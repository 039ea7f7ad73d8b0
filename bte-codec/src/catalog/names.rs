//! Stable message names of the built-in BTE catalog

/// Reference value, operating state, control mode, reset flags and inner
/// resistance in one composite register
pub const SET_REF_SWITCH_CTRL_RI: &str = "SET_REF_SWITCH_CTRL_RI";
pub const SET_SLOPE_U_I: &str = "SET_SLOPE_U_I";
pub const SET_SLOPE_PWR_FILTER: &str = "SET_SLOPE_PWR_FILTER";
pub const SET_OP_LIM_U: &str = "SET_OP_LIM_U";
pub const SET_OP_LIM_I: &str = "SET_OP_LIM_I";
pub const SET_OP_LIM_PWR: &str = "SET_OP_LIM_PWR";
pub const SET_PR_LIM_U: &str = "SET_PR_LIM_U";
pub const SET_PR_LIM_I: &str = "SET_PR_LIM_I";
pub const SET_PR_LIM_PWR: &str = "SET_PR_LIM_PWR";
pub const CLEARANCE: &str = "CLEARANCE";
pub const SET_RST_STOP: &str = "SET_RST_STOP";
pub const REQ_SYSTEM_STATUS: &str = "REQ_SYSTEM_STATUS";
pub const REQ_SYSTEM_INFO: &str = "REQ_SYSTEM_INFO";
......
- [WORK ORDER]
Up to the line containing "one composite register", skip everything; from that line through the last line above, return each line exactly.

- [EXERCISE RESULT]
/// resistance in one composite register
pub const SET_REF_SWITCH_CTRL_RI: &str = "SET_REF_SWITCH_CTRL_RI";
pub const SET_SLOPE_U_I: &str = "SET_SLOPE_U_I";
pub const SET_SLOPE_PWR_FILTER: &str = "SET_SLOPE_PWR_FILTER";
pub const SET_OP_LIM_U: &str = "SET_OP_LIM_U";
pub const SET_OP_LIM_I: &str = "SET_OP_LIM_I";
pub const SET_OP_LIM_PWR: &str = "SET_OP_LIM_PWR";
pub const SET_PR_LIM_U: &str = "SET_PR_LIM_U";
pub const SET_PR_LIM_I: &str = "SET_PR_LIM_I";
pub const SET_PR_LIM_PWR: &str = "SET_PR_LIM_PWR";
pub const CLEARANCE: &str = "CLEARANCE";
pub const SET_RST_STOP: &str = "SET_RST_STOP";
pub const REQ_SYSTEM_STATUS: &str = "REQ_SYSTEM_STATUS";
pub const REQ_SYSTEM_INFO: &str = "REQ_SYSTEM_INFO";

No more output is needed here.